While the CD4 cell approach could allow people to stay off ART for prolonged periods, using gene therapy to alter hematopoietic stem cells that give rise to all types of immune cells that may harbor HIV could potentially offer a permanent functional cure.
This strategy is riskier, but it has been shown to work in mice. John Zaia’s group at City of Hope is now testing the approach in HIV-positive people who need stem cell transplants for leukemia, with funding from the 2004 stem cell ballot initiative that established the California Institute of Regenerative Medicine.
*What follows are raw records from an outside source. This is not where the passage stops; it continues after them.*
//! Input validation for note and tag fields.
//!
//! Validation happens at the persistence boundary; the UI may duplicate
//! these checks for friendlier feedback, but the boundary is the
//! authority.

use crate::error::{NoteError, NoteResult};

/// Maximum note title length in characters
pub const MAX_TITLE_LEN: usize = 200;

/// Maximum tag label length in characters
pub const MAX_TAG_LABEL_LEN: usize = 40;

/// Ceiling on stored note content, in bytes. The diff engine is
/// comfortable well past typical note sizes, but it is not meant to be
/// used unboundedly.
pub const MAX_CONTENT_BYTES: usize = 512 * 1024;

/// Validate a note title
pub fn validate_note_title(title: &str) -> NoteResult<()> {
    if title.trim().is_empty() {
        return Err(NoteError::validation("title", "must not be empty"));
    }
    if title.chars().count() > MAX_TITLE_LEN {
        return Err(NoteError::validation(
            "title",
            format!("must be at most {MAX_TITLE_LEN} characters"),
        ));
    }
    Ok(())
}

/// Validate a tag label
pub fn validate_tag_label(label: &str) -> NoteResult<()> {
    if label.trim().is_empty() {
        return Err(NoteError::validation("label", "must not be empty"));
    }
    if label.chars().count() > MAX_TAG_LABEL_LEN {
        return Err(NoteError::validation(
            "label",
            format!("must be at most {MAX_TAG_LABEL_LEN} characters"),
        ));
    }
    Ok(())
}

/// Validate the size of note content about to be persisted
pub fn validate_content_size(content: &str) -> NoteResult<()> {
    if content.len() > MAX_CONTENT_BYTES {
        return Err(NoteError::validation(
            "content",
            format!("must be at most {MAX_CONTENT_BYTES} bytes"),
        ));
    }
    Ok(())
}
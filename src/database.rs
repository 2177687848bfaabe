//! Database operations for LuccaNotes.
//!
//! All data access goes through SQLite. UUIDs are stored as BLOB
//! (16 bytes); timestamps are Unix seconds (INTEGER) for timezone
//! safety. Every accessor takes the caller's user id and scopes the
//! query to it, so a foreign or unknown id reads as "not found".
//!
//! Note content has a single writer: [`Database::update_content`],
//! which applies a patch set inside one transaction. No other path
//! mutates stored content, which keeps the client's diff/baseline model
//! consistent.

use std::path::Path;
use std::sync::{Arc, Mutex};

use async_trait::async_trait;
use chrono::{DateTime, Utc};
use rusqlite::{params, Connection, OptionalExtension, Row};
use uuid::Uuid;

use crate::error::{NoteError, NoteResult};
use crate::models::{Note, NoteWithTags, Tag, TagColor};
use crate::patch::{apply_patch, PatchSet};
use crate::validation::{validate_content_size, validate_note_title, validate_tag_label};

/// Database wrapper for SQLite operations
pub struct Database {
    conn: Connection,
}

impl Database {
    /// Create a new database connection
    pub fn new<P: AsRef<Path>>(db_path: P) -> NoteResult<Self> {
        let conn = Connection::open(db_path)?;

        // WAL for better concurrent access
        conn.execute_batch("PRAGMA journal_mode=WAL;")?;
        conn.execute_batch("PRAGMA foreign_keys=ON;")?;

        let mut db = Self { conn };
        db.init_database()?;
        Ok(db)
    }

    /// Create an in-memory database (for testing)
    pub fn new_in_memory() -> NoteResult<Self> {
        let conn = Connection::open_in_memory()?;
        conn.execute_batch("PRAGMA foreign_keys=ON;")?;
        let mut db = Self { conn };
        db.init_database()?;
        Ok(db)
    }

    /// Initialize database schema
    fn init_database(&mut self) -> NoteResult<()> {
        self.conn.execute_batch(
            r#"
            -- Notes, UUID7 BLOB primary key, Unix-second timestamps
            CREATE TABLE IF NOT EXISTS notes (
                id BLOB PRIMARY KEY,
                title TEXT NOT NULL,
                content TEXT NOT NULL DEFAULT '',
                user_id TEXT NOT NULL,
                created_at INTEGER NOT NULL,
                last_updated INTEGER NOT NULL
            );

            CREATE TABLE IF NOT EXISTS tags (
                id BLOB PRIMARY KEY,
                label TEXT NOT NULL,
                color TEXT NOT NULL,
                user_id TEXT NOT NULL,
                created_at INTEGER NOT NULL
            );

            -- Note/tag junction
            CREATE TABLE IF NOT EXISTS note_tags (
                note_id BLOB NOT NULL,
                tag_id BLOB NOT NULL,
                created_at INTEGER NOT NULL,
                FOREIGN KEY (note_id) REFERENCES notes (id) ON DELETE CASCADE,
                FOREIGN KEY (tag_id) REFERENCES tags (id) ON DELETE CASCADE,
                PRIMARY KEY (note_id, tag_id)
            );

            CREATE INDEX IF NOT EXISTS idx_notes_user ON notes (user_id);
            CREATE INDEX IF NOT EXISTS idx_tags_user ON tags (user_id);
            "#,
        )?;
        Ok(())
    }

    // =========================================================================
    // Notes
    // =========================================================================

    /// Create a new note, optionally attached to existing tags
    pub fn create_note(
        &mut self,
        title: &str,
        user_id: &str,
        tag_ids: &[Uuid],
    ) -> NoteResult<NoteWithTags> {
        validate_note_title(title)?;
        let note = Note::new(title.to_string(), user_id.to_string());

        let tx = self.conn.transaction()?;
        tx.execute(
            "INSERT INTO notes (id, title, content, user_id, created_at, last_updated)
             VALUES (?, ?, ?, ?, ?, ?)",
            params![
                note.id.as_bytes().to_vec(),
                note.title,
                note.content,
                note.user_id,
                note.created_at.timestamp(),
                note.last_updated.timestamp(),
            ],
        )?;
        for tag_id in tag_ids {
            let linked = tx.execute(
                "INSERT INTO note_tags (note_id, tag_id, created_at)
                 SELECT ?, id, strftime('%s', 'now') FROM tags WHERE id = ? AND user_id = ?",
                params![
                    note.id.as_bytes().to_vec(),
                    tag_id.as_bytes().to_vec(),
                    user_id
                ],
            )?;
            if linked == 0 {
                return Err(NoteError::not_found(format!("tag {tag_id}")));
            }
        }
        tx.commit()?;

        tracing::debug!(note_id = %note.id, "note created");
        self.get_note(note.id, user_id)?
            .ok_or_else(|| NoteError::not_found(format!("note {}", note.id)))
    }

    /// Get a note with its tags. Returns None for unknown ids and for
    /// notes owned by someone else.
    pub fn get_note(&self, note_id: Uuid, user_id: &str) -> NoteResult<Option<NoteWithTags>> {
        let note = self
            .conn
            .query_row(
                "SELECT id, title, content, user_id, created_at, last_updated
                 FROM notes WHERE id = ? AND user_id = ?",
                params![note_id.as_bytes().to_vec(), user_id],
                row_to_note,
            )
            .optional()?;

        let Some(note) = note else {
            return Ok(None);
        };
        let tags = self.get_note_tags(note_id)?;
        Ok(Some(NoteWithTags { note, tags }))
    }

    /// Get exactly the stored content of a note, no normalization.
    ///
    /// Seeds the editor buffer and baseline at session start; returning
    /// anything but the verbatim stored text would break baseline/server
    /// agreement.
    pub fn get_note_content(&self, note_id: Uuid, user_id: &str) -> NoteResult<Option<String>> {
        let content = self
            .conn
            .query_row(
                "SELECT content FROM notes WHERE id = ? AND user_id = ?",
                params![note_id.as_bytes().to_vec(), user_id],
                |row| row.get::<_, String>(0),
            )
            .optional()?;
        Ok(content)
    }

    /// Get all notes for a user, newest first
    pub fn get_all_notes(&self, user_id: &str) -> NoteResult<Vec<NoteWithTags>> {
        let mut stmt = self.conn.prepare(
            "SELECT id, title, content, user_id, created_at, last_updated
             FROM notes WHERE user_id = ? ORDER BY last_updated DESC",
        )?;
        let notes: Vec<Note> = stmt
            .query_map([user_id], row_to_note)?
            .collect::<Result<_, _>>()?;

        let mut result = Vec::with_capacity(notes.len());
        for note in notes {
            let tags = self.get_note_tags(note.id)?;
            result.push(NoteWithTags { note, tags });
        }
        Ok(result)
    }

    /// Rename a note
    pub fn rename_note(
        &mut self,
        note_id: Uuid,
        user_id: &str,
        new_title: &str,
    ) -> NoteResult<NoteWithTags> {
        validate_note_title(new_title)?;
        let updated = self.conn.execute(
            "UPDATE notes SET title = ?, last_updated = ? WHERE id = ? AND user_id = ?",
            params![
                new_title,
                Utc::now().timestamp(),
                note_id.as_bytes().to_vec(),
                user_id
            ],
        )?;
        if updated == 0 {
            return Err(NoteError::not_found(format!("note {note_id}")));
        }
        self.get_note(note_id, user_id)?
            .ok_or_else(|| NoteError::not_found(format!("note {note_id}")))
    }

    /// Delete a note. Returns true if a row was removed.
    pub fn delete_note(&mut self, note_id: Uuid, user_id: &str) -> NoteResult<bool> {
        let deleted = self.conn.execute(
            "DELETE FROM notes WHERE id = ? AND user_id = ?",
            params![note_id.as_bytes().to_vec(), user_id],
        )?;
        Ok(deleted > 0)
    }

    /// Apply a patch set to a note's stored content.
    ///
    /// The whole operation is one transaction: load, apply, persist. If
    /// any hunk fails to locate, the operation is rejected and nothing
    /// is written; partial application would silently lose user text.
    pub fn update_content(
        &mut self,
        note_id: Uuid,
        user_id: &str,
        patches: &PatchSet,
    ) -> NoteResult<Note> {
        let tx = self.conn.transaction()?;

        let stored: Option<String> = tx
            .query_row(
                "SELECT content FROM notes WHERE id = ? AND user_id = ?",
                params![note_id.as_bytes().to_vec(), user_id],
                |row| row.get(0),
            )
            .optional()?;
        let Some(stored) = stored else {
            return Err(NoteError::not_found(format!("note {note_id}")));
        };

        let outcome = apply_patch(patches, &stored);
        if !outcome.fully_applied() {
            let failed = outcome.failed_hunks();
            tracing::warn!(
                note_id = %note_id,
                failed = failed.len(),
                total = patches.len(),
                "rejecting patch set"
            );
            return Err(NoteError::PatchApply {
                failed: failed.len(),
                total: patches.len(),
            });
        }
        if !outcome.is_clean() {
            tracing::debug!(note_id = %note_id, "patch set applied with fuzzy hunks");
        }
        validate_content_size(&outcome.text)?;

        let now = Utc::now().timestamp();
        tx.execute(
            "UPDATE notes SET content = ?, last_updated = ? WHERE id = ?",
            params![outcome.text, now, note_id.as_bytes().to_vec()],
        )?;
        tx.commit()?;

        self.conn
            .query_row(
                "SELECT id, title, content, user_id, created_at, last_updated
                 FROM notes WHERE id = ?",
                params![note_id.as_bytes().to_vec()],
                row_to_note,
            )
            .map_err(NoteError::Database)
    }

    // =========================================================================
    // Tags
    // =========================================================================

    /// Create a new tag
    pub fn create_tag(&mut self, label: &str, color: TagColor, user_id: &str) -> NoteResult<Tag> {
        validate_tag_label(label)?;
        let tag = Tag::new(label.to_string(), color, user_id.to_string());
        self.conn.execute(
            "INSERT INTO tags (id, label, color, user_id, created_at) VALUES (?, ?, ?, ?, ?)",
            params![
                tag.id.as_bytes().to_vec(),
                tag.label,
                tag.color.as_str(),
                tag.user_id,
                tag.created_at.timestamp(),
            ],
        )?;
        Ok(tag)
    }

    /// Get all tags for a user, oldest first
    pub fn get_all_tags(&self, user_id: &str) -> NoteResult<Vec<Tag>> {
        let mut stmt = self.conn.prepare(
            "SELECT id, label, color, user_id, created_at
             FROM tags WHERE user_id = ? ORDER BY created_at ASC",
        )?;
        let tags = stmt
            .query_map([user_id], row_to_tag)?
            .collect::<Result<_, _>>()?;
        Ok(tags)
    }

    /// Delete a tag (detaches it from all notes via cascade)
    pub fn delete_tag(&mut self, tag_id: Uuid, user_id: &str) -> NoteResult<bool> {
        let deleted = self.conn.execute(
            "DELETE FROM tags WHERE id = ? AND user_id = ?",
            params![tag_id.as_bytes().to_vec(), user_id],
        )?;
        Ok(deleted > 0)
    }

    /// Attach a tag to a note
    pub fn add_tag(&mut self, note_id: Uuid, tag_id: Uuid, user_id: &str) -> NoteResult<()> {
        self.require_owned_note(note_id, user_id)?;
        let linked = self.conn.execute(
            "INSERT OR IGNORE INTO note_tags (note_id, tag_id, created_at)
             SELECT ?, id, strftime('%s', 'now') FROM tags WHERE id = ? AND user_id = ?",
            params![
                note_id.as_bytes().to_vec(),
                tag_id.as_bytes().to_vec(),
                user_id
            ],
        )?;
        if linked == 0 {
            // Either the tag is foreign/unknown, or the link exists.
            let tag_exists: bool = self.conn.query_row(
                "SELECT COUNT(*) > 0 FROM tags WHERE id = ? AND user_id = ?",
                params![tag_id.as_bytes().to_vec(), user_id],
                |row| row.get(0),
            )?;
            if !tag_exists {
                return Err(NoteError::not_found(format!("tag {tag_id}")));
            }
        }
        Ok(())
    }

    /// Detach a tag from a note
    pub fn remove_tag(&mut self, note_id: Uuid, tag_id: Uuid, user_id: &str) -> NoteResult<()> {
        self.require_owned_note(note_id, user_id)?;
        self.conn.execute(
            "DELETE FROM note_tags WHERE note_id = ? AND tag_id = ?",
            params![note_id.as_bytes().to_vec(), tag_id.as_bytes().to_vec()],
        )?;
        Ok(())
    }

    // Internal

    fn get_note_tags(&self, note_id: Uuid) -> NoteResult<Vec<Tag>> {
        let mut stmt = self.conn.prepare(
            "SELECT t.id, t.label, t.color, t.user_id, t.created_at
             FROM tags t
             JOIN note_tags nt ON nt.tag_id = t.id
             WHERE nt.note_id = ?
             ORDER BY nt.created_at ASC",
        )?;
        let tags = stmt
            .query_map([note_id.as_bytes().to_vec()], row_to_tag)?
            .collect::<Result<_, _>>()?;
        Ok(tags)
    }

    fn require_owned_note(&self, note_id: Uuid, user_id: &str) -> NoteResult<()> {
        let exists: bool = self.conn.query_row(
            "SELECT COUNT(*) > 0 FROM notes WHERE id = ? AND user_id = ?",
            params![note_id.as_bytes().to_vec(), user_id],
            |row| row.get(0),
        )?;
        if exists {
            Ok(())
        } else {
            Err(NoteError::not_found(format!("note {note_id}")))
        }
    }
}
"Since my case had a huge impact on getting the thought of a cure back on the agenda, I am hoping that people will not see this as a done deal," Brown, the Berlin patient, told the B.A.R. "I am hoping for lots of effort and money to be directed toward a cure that may be attainable for everyone."
Other approaches
Scientists from government, academia, and the pharmaceutical industry are exploring a variety of other approaches to curing HIV.
Broadly defined, these fall into three areas, explained Dr. Steven Deeks from the Positive Health Program at SFGH: preventing any remaining low-level viral replication, enhancing the capacity of the immune system to seek out and kill HIV, and interventions that "can either reverse signals that force the virus into hiding or stimulate the virus so that comes out of hiding."
Researchers are currently testing a wide array of compounds to purge latent HIV from resting memory T-cells and other reservoirs. Once these silent viral genes are turned on and start producing new virus, they become visible to the immune system and can be targeted by existing antiviral drugs.
"We will undoubtedly learn a great deal with this first generation of ideas and hope to make breakthroughs, but it is certainly conceivable that our first ideas might not work," said Gilead Sciences researcher Romas Geleziunas. "However, since science is often an iterative process, this first generation might produce novel insights which will lead us to better ideas."
Advocates are devoting increased effort to promoting awareness of how far HIV cure research has come and encouraging more funding to enable it to go further.
"It’s fantastic that we have 10 to 20 great scientists working on this, but we need a few hundred," said Stephen LeBlanc of the AIDS Policy Project. "Community pressure is critical for getting this research moving more quickly. Whether a cure becomes available in three years or 20 years makes a tremendous difference to the world in terms of the number of people who will be felled by HIV."
Indeed, most experts are hesitant to predict when a cure for HIV might be available, especially after decades of wrong guesses about HIV vaccines.
"Over the next five years we’re going to see development of a variety of interventions that have a partial effect, and once we identify these various partially effective approaches, the next step will be to combine them to create a cure," Deeks told the B.A.R . "The first part is easier, the second part will be harder."
"Whether a cure is going to come from one approach or some combination, I do think its possible that in our lifetime we’ll be curing HIV," Lalezari conjectured.
In the meantime, UCSF Positive Health Program Medical Director Bradley Hare encourages people with HIV to take advantage of state-of-the-art therapy available today.
"My belief is that when we have strategies that can lead to a cure, the people who are going to be in the best position to benefit will be those who have controlled HIV," he said. "Getting on treatment early, staying on treatment, and keeping the virus undetectable make those people most likely to be successful."